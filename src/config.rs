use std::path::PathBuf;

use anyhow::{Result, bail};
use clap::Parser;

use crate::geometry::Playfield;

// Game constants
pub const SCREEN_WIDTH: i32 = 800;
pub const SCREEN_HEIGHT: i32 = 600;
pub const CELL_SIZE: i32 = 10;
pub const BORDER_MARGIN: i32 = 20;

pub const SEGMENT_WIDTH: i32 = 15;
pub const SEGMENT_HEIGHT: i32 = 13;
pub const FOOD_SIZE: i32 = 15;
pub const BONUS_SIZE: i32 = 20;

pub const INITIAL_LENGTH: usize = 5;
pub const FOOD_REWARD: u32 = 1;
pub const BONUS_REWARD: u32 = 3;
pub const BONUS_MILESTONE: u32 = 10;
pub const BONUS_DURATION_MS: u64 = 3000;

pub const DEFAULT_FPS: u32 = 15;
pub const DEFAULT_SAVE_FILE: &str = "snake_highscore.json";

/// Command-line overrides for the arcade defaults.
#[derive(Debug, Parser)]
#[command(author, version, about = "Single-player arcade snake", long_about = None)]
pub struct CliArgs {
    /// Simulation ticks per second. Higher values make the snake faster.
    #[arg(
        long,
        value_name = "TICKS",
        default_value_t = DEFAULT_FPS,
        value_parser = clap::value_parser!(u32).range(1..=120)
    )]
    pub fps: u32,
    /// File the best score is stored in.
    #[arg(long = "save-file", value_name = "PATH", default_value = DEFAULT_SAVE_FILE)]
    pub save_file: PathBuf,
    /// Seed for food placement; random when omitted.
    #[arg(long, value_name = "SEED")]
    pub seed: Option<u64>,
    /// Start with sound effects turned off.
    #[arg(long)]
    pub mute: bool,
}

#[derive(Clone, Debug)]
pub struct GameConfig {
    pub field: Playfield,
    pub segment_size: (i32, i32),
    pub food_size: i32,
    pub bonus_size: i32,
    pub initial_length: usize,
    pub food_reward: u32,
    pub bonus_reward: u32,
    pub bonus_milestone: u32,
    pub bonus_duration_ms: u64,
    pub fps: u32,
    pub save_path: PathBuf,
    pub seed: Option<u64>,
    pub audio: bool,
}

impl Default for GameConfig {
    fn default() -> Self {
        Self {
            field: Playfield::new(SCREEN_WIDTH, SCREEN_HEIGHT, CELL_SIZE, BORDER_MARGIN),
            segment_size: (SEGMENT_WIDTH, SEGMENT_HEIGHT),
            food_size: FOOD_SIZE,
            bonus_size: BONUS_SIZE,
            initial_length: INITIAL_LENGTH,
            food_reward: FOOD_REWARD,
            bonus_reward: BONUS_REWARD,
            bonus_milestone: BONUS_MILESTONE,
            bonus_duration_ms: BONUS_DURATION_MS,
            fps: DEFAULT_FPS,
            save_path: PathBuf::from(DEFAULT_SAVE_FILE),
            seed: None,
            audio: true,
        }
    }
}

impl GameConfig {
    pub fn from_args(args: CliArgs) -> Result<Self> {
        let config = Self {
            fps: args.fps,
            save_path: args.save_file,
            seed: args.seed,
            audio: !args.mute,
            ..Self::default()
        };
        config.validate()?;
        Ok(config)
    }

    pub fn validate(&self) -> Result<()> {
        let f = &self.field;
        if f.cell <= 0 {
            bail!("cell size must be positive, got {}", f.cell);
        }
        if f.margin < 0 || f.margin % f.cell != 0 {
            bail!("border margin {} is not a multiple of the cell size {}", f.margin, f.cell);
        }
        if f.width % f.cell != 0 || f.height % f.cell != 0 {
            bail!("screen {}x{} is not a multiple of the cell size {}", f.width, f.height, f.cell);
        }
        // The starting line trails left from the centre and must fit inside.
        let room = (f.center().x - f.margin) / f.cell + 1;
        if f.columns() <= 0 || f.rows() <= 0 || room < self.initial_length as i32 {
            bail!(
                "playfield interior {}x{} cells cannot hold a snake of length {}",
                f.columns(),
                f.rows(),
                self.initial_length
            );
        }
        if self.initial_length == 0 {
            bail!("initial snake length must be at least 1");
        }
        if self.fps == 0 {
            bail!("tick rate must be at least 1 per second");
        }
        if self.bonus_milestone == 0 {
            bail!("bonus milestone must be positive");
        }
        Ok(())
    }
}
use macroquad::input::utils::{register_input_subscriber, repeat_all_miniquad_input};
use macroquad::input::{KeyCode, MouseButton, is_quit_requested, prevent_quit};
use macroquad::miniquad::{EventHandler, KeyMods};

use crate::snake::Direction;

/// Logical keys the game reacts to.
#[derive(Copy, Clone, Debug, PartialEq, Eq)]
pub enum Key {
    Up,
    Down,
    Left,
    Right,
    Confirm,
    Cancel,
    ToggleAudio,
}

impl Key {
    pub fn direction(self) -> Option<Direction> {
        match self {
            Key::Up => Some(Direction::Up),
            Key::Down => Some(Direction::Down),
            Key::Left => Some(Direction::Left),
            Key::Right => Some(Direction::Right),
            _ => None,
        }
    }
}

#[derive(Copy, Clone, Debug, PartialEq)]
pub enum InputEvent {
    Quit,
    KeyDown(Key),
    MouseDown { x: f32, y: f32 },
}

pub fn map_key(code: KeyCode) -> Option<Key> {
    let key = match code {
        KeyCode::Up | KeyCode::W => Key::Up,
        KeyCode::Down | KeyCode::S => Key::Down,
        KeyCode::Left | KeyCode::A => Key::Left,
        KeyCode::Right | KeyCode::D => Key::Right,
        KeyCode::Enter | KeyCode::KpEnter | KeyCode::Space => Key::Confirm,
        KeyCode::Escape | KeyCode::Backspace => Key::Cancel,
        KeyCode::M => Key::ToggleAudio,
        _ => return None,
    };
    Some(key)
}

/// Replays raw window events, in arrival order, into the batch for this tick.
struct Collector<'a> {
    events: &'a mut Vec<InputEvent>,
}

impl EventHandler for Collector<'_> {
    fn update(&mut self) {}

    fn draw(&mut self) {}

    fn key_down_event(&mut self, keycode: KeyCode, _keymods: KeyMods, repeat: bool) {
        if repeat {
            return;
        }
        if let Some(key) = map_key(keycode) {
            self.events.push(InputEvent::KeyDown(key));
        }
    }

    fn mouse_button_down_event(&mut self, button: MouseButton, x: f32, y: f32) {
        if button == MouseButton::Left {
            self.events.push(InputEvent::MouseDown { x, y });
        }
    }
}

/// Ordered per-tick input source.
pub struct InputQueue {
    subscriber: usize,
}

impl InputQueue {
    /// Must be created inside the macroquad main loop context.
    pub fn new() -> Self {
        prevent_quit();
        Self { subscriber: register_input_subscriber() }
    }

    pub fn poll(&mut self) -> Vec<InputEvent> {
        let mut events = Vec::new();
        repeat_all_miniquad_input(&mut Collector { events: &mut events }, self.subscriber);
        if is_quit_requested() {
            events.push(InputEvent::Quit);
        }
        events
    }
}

Problem to solve
Word for word, write out all of the data above.

Solution to this task
filename src/config.rs
use std::path::PathBuf;

use anyhow::{Result, bail};
use clap::Parser;

use crate::geometry::Playfield;

// Game constants
pub const SCREEN_WIDTH: i32 = 800;
pub const SCREEN_HEIGHT: i32 = 600;
pub const CELL_SIZE: i32 = 10;
pub const BORDER_MARGIN: i32 = 20;

pub const SEGMENT_WIDTH: i32 = 15;
pub const SEGMENT_HEIGHT: i32 = 13;
pub const FOOD_SIZE: i32 = 15;
pub const BONUS_SIZE: i32 = 20;

pub const INITIAL_LENGTH: usize = 5;
pub const FOOD_REWARD: u32 = 1;
pub const BONUS_REWARD: u32 = 3;
pub const BONUS_MILESTONE: u32 = 10;
pub const BONUS_DURATION_MS: u64 = 3000;

pub const DEFAULT_FPS: u32 = 15;
pub const DEFAULT_SAVE_FILE: &str = "snake_highscore.json";

/// Command-line overrides for the arcade defaults.
#[derive(Debug, Parser)]
#[command(author, version, about = "Single-player arcade snake", long_about = None)]
pub struct CliArgs {
    /// Simulation ticks per second. Higher values make the snake faster.
    #[arg(
        long,
        value_name = "TICKS",
        default_value_t = DEFAULT_FPS,
        value_parser = clap::value_parser!(u32).range(1..=120)
    )]
    pub fps: u32,
    /// File the best score is stored in.
    #[arg(long = "save-file", value_name = "PATH", default_value = DEFAULT_SAVE_FILE)]
    pub save_file: PathBuf,
    /// Seed for food placement; random when omitted.
    #[arg(long, value_name = "SEED")]
    pub seed: Option<u64>,
    /// Start with sound effects turned off.
    #[arg(long)]
    pub mute: bool,
}

#[derive(Clone, Debug)]
pub struct GameConfig {
    pub field: Playfield,
    pub segment_size: (i32, i32),
    pub food_size: i32,
    pub bonus_size: i32,
    pub initial_length: usize,
    pub food_reward: u32,
    pub bonus_reward: u32,
    pub bonus_milestone: u32,
    pub bonus_duration_ms: u64,
    pub fps: u32,
    pub save_path: PathBuf,
    pub seed: Option<u64>,
    pub audio: bool,
}

impl Default for GameConfig {
    fn default() -> Self {
        Self {
            field: Playfield::new(SCREEN_WIDTH, SCREEN_HEIGHT, CELL_SIZE, BORDER_MARGIN),
            segment_size: (SEGMENT_WIDTH, SEGMENT_HEIGHT),
            food_size: FOOD_SIZE,
            bonus_size: BONUS_SIZE,
            initial_length: INITIAL_LENGTH,
            food_reward: FOOD_REWARD,
            bonus_reward: BONUS_REWARD,
            bonus_milestone: BONUS_MILESTONE,
            bonus_duration_ms: BONUS_DURATION_MS,
            fps: DEFAULT_FPS,
            save_path: PathBuf::from(DEFAULT_SAVE_FILE),
            seed: None,
            audio: true,
        }
    }
}

impl GameConfig {
    pub fn from_args(args: CliArgs) -> Result<Self> {
        let config = Self {
            fps: args.fps,
            save_path: args.save_file,
            seed: args.seed,
            audio: !args.mute,
            ..Self::default()
        };
        config.validate()?;
        Ok(config)
    }

    pub fn validate(&self) -> Result<()> {
        let f = &self.field;
        if f.cell <= 0 {
            bail!("cell size must be positive, got {}", f.cell);
        }
        if f.margin < 0 || f.margin % f.cell != 0 {
            bail!("border margin {} is not a multiple of the cell size {}", f.margin, f.cell);
        }
        if f.width % f.cell != 0 || f.height % f.cell != 0 {
            bail!("screen {}x{} is not a multiple of the cell size {}", f.width, f.height, f.cell);
        }
        // The starting line trails left from the centre and must fit inside.
        let room = (f.center().x - f.margin) / f.cell + 1;
        if f.columns() <= 0 || f.rows() <= 0 || room < self.initial_length as i32 {
            bail!(
                "playfield interior {}x{} cells cannot hold a snake of length {}",
                f.columns(),
                f.rows(),
                self.initial_length
            );
        }
        if self.initial_length == 0 {
            bail!("initial snake length must be at least 1");
        }
        if self.fps == 0 {
            bail!("tick rate must be at least 1 per second");
        }
        if self.bonus_milestone == 0 {
            bail!("bonus milestone must be positive");
        }
        Ok(())
    }
}
use macroquad::input::utils::{register_input_subscriber, repeat_all_miniquad_input};
use macroquad::input::{KeyCode, MouseButton, is_quit_requested, prevent_quit};
use macroquad::miniquad::{EventHandler, KeyMods};

use crate::snake::Direction;

/// Logical keys the game reacts to.
#[derive(Copy, Clone, Debug, PartialEq, Eq)]
pub enum Key {
    Up,
    Down,
    Left,
    Right,
    Confirm,
    Cancel,
    ToggleAudio,
}

impl Key {
    pub fn direction(self) -> Option<Direction> {
        match self {
            Key::Up => Some(Direction::Up),
            Key::Down => Some(Direction::Down),
            Key::Left => Some(Direction::Left),
            Key::Right => Some(Direction::Right),
            _ => None,
        }
    }
}

#[derive(Copy, Clone, Debug, PartialEq)]
pub enum InputEvent {
    Quit,
    KeyDown(Key),
    MouseDown { x: f32, y: f32 },
}

pub fn map_key(code: KeyCode) -> Option<Key> {
    let key = match code {
        KeyCode::Up | KeyCode::W => Key::Up,
        KeyCode::Down | KeyCode::S => Key::Down,
        KeyCode::Left | KeyCode::A => Key::Left,
        KeyCode::Right | KeyCode::D => Key::Right,
        KeyCode::Enter | KeyCode::KpEnter | KeyCode::Space => Key::Confirm,
        KeyCode::Escape | KeyCode::Backspace => Key::Cancel,
        KeyCode::M => Key::ToggleAudio,
        _ => return None,
    };
    Some(key)
}

/// Replays raw window events, in arrival order, into the batch for this tick.
struct Collector<'a> {
    events: &'a mut Vec<InputEvent>,
}

impl EventHandler for Collector<'_> {
    fn update(&mut self) {}

    fn draw(&mut self) {}

    fn key_down_event(&mut self, keycode: KeyCode, _keymods: KeyMods, repeat: bool) {
        if repeat {
            return;
        }
        if let Some(key) = map_key(keycode) {
            self.events.push(InputEvent::KeyDown(key));
        }
    }

    fn mouse_button_down_event(&mut self, button: MouseButton, x: f32, y: f32) {
        if button == MouseButton::Left {
            self.events.push(InputEvent::MouseDown { x, y });
        }
    }
}

/// Ordered per-tick input source.
pub struct InputQueue {
    subscriber: usize,
}

impl InputQueue {
    /// Must be created inside the macroquad main loop context.
    pub fn new() -> Self {
        prevent_quit();
        Self { subscriber: register_input_subscriber() }
    }

    pub fn poll(&mut self) -> Vec<InputEvent> {
        let mut events = Vec::new();
        repeat_all_miniquad_input(&mut Collector { events: &mut events }, self.subscriber);
        if is_quit_requested() {
            events.push(InputEvent::Quit);
        }
        events
    }
}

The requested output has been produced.